Let’s do the dos, then we’ll do the don’ts.

  • DO: Find out your company’s AI policy before you do anything. Maybe you can only use approved tools, maybe you can only put certain information into generative AI, maybe gen AI is completely off the table in your org. Find out.
  • DO: Use it to synthesize data from multiple sources. Pop in all the disparate info and feedback you’ve gathered on your employee’s performance and ask the AI to pull out trends and summarize the main themes. This can be helpful for conceptualizing what you want the review itself to ultimately contain. Important: Make sure you read carefully and actually agree with the highlights the AI pulled out. It could have hallucinated, so you definitely need to check it.

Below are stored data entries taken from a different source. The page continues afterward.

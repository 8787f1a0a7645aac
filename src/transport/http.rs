//! HTTP event-stream transport.
//!
//! One reader thread per connection: a blocking GET with
//! `Accept: text/event-stream`, response bytes fed through the framing
//! decoder, completed `message` events delivered through the sink. Any
//! transport-level failure (connect error, non-2xx status, mid-stream read
//! error, end of stream) is reported once as a terminal error and the
//! thread exits; the handle is left in a terminal state.

use std::io::Read;
use std::sync::Arc;
use std::thread;
use std::time::Duration;

use crate::error::{FeedError, Result};
use crate::framing::FrameDecoder;
use crate::types::ConnectionState;

use super::conn::{EventSink, StateCell, StreamHandle, StreamOpener};

const READ_CHUNK: usize = 4096;

/// Opens real connections over HTTP.
#[derive(Clone)]
pub struct HttpOpener {
    client: reqwest::blocking::Client,
}

impl HttpOpener {
    /// Build an opener with a client suited to long-lived streams: the read
    /// timeout is disabled, only connection establishment is bounded.
    pub fn new() -> Result<Self> {
        let client = reqwest::blocking::Client::builder()
            .timeout(None::<Duration>)
            .connect_timeout(Duration::from_secs(10))
            .build()
            .map_err(|e| FeedError::Connection(e.to_string()))?;
        Ok(HttpOpener { client })
    }
}

impl StreamOpener for HttpOpener {
    fn open(&self, url: &str, sink: Arc<EventSink>) -> Result<Box<dyn StreamHandle>> {
        let state = Arc::new(StateCell::new(ConnectionState::Connecting));

        {
            let client = self.client.clone();
            let url = url.to_owned();
            let sink = Arc::clone(&sink);
            let state = Arc::clone(&state);
            thread::Builder::new()
                .name("livefeed-reader".into())
                .spawn(move || read_stream(client, url, sink, state))
                .map_err(|e| FeedError::Connection(e.to_string()))?;
        }

        Ok(Box::new(HttpHandle { sink, state }))
    }
}

struct HttpHandle {
    sink: Arc<EventSink>,
    state: Arc<StateCell>,
}

impl StreamHandle for HttpHandle {
    fn state(&self) -> ConnectionState {
        self.state.get()
    }

    fn close(&mut self) {
        // Detach before anything else so no callback fires after close
        // returns. The reader thread notices the terminal state at its next
        // read and exits on its own.
        self.sink.detach();
        self.state.set(ConnectionState::Closed);
    }
}

fn read_stream(
    client: reqwest::blocking::Client,
    url: String,
    sink: Arc<EventSink>,
    state: Arc<StateCell>,
) {
    let response = client
        .get(&url)
        .header(reqwest::header::ACCEPT, "text/event-stream")
        .send();

    let mut response = match response {
        Ok(r) => r,
        Err(e) => return fail(&sink, &state, format!("connect failed: {e}")),
    };
    if !response.status().is_success() {
        return fail(&sink, &state, format!("unexpected status {}", response.status()));
    }

    state.set(ConnectionState::Open);
    tracing::debug!(%url, "event stream open");

    let mut decoder = FrameDecoder::new();
    let mut chunk = [0u8; READ_CHUNK];
    loop {
        if state.get().is_terminal() {
            return;
        }
        match response.read(&mut chunk) {
            Ok(0) => return fail(&sink, &state, "stream ended".to_string()),
            Ok(n) => {
                for frame in decoder.feed(&chunk[..n]) {
                    if frame.is_message() {
                        sink.message(&frame.data);
                    } else {
                        tracing::debug!(
                            event = frame.event.as_deref().unwrap_or_default(),
                            "ignoring named event"
                        );
                    }
                }
            }
            Err(e) => return fail(&sink, &state, e.to_string()),
        }
    }
}

fn fail(sink: &EventSink, state: &StateCell, message: String) {
    // Errored before delivery, so an observer reading connection state from
    // inside the notification sees the connection already down. Ignored if
    // the handle was closed locally first.
    state.set(ConnectionState::Errored);
    tracing::debug!(%message, "event stream terminated");
    sink.terminal_error(FeedError::Connection(message));
}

  • DO: Spend the time to get your prompts right. Tell the AI to pretend it’s your ideal version of a manager. Tell it what knowledge and skills it has (seriously). Tell it to base its recommendations only on very specific input you provide. Tell it what performance review examples, frameworks, and models you’d like it to align with. (It’s probably not worth telling it to avoid bias—it likely won’t, and you’ll get weird results.) Note: If you’re using a purpose-built tool, you probably won’t have to “engineer” your prompts like this because it will all be programmed in.
  • DO: Use it to edit. Draft up a rough iteration of the performance review or input an outline of the points and phrases you want to include, and ask AI to help. Ask it to shorten or expand certain parts. Ask it for different ways to phrase things that are stumping you. Ask it to correct your spelling and grammar. Depending on the tool you’re using, you could also ask it for feedback on how clear, actionable, relevant, and unbiased it is—and get suggestions for improving it accordingly. Surprise, surprise: You can only 100% trust these kind of recommendations from a purpose-built tool.
  • DON’T: Put sensitive or confidential information in. Unless you’re using a company-approved tool that has been vetted for data privacy and security, and you have confirmation that you can include employee and organizational details, you need to keep it general and anonymous. When in doubt, leave it out.
  • DON’T: Fail to fact check. Can’t emphasize this enough. The tricky thing with LLMs is that they sound smart and correct. It’s easy to find yourself nodding along and then later be like, wait what? It can beautifully and confidently write garbage. Check every single word.
  • DON’T: Leave it generic. Hate to tell you but you probably already know: People can spot generative AI writing from outer space now. It’s going to feel very weird to your employee—who knows you, and knows your voice—to get a generic performance review “from” you. Worse, it’s going to undermine trust and give them the impression you’re not fully invested in their success. You need to edit. You should also be aligning the review to your org’s leadership principles and company values, which is tough to get an AI to do in a meaningful way.
  • DON’T: Leave in bias. Whether they’re your words or the robot’s, they are quite likely to contain bias. It’s nearly impossible to write a bias-free review without performance review software showing you where you’re being unfair, harmful, or perpetuating stereotypes. But even if you don’t have access to such software, you can still take a pass through the review to look for any comments that are based on personality traits (instead of strictly work), any hedging phrases that make your review unclear, any feedback the person can’t actually act on, and any unnecessarily gendered terms. (Another plug for taking Textio’s free equitable feedback course to build the muscle of spotting these things. You can also check out these equity-focused performance review templates.)

Using generative AI to write performance reviews can make your feedback more effective and save you a lot of time and stress. It’s knowing how to use it, and which tools to use, that gets you those promised AI results that people shout about on LinkedIn. And now you know!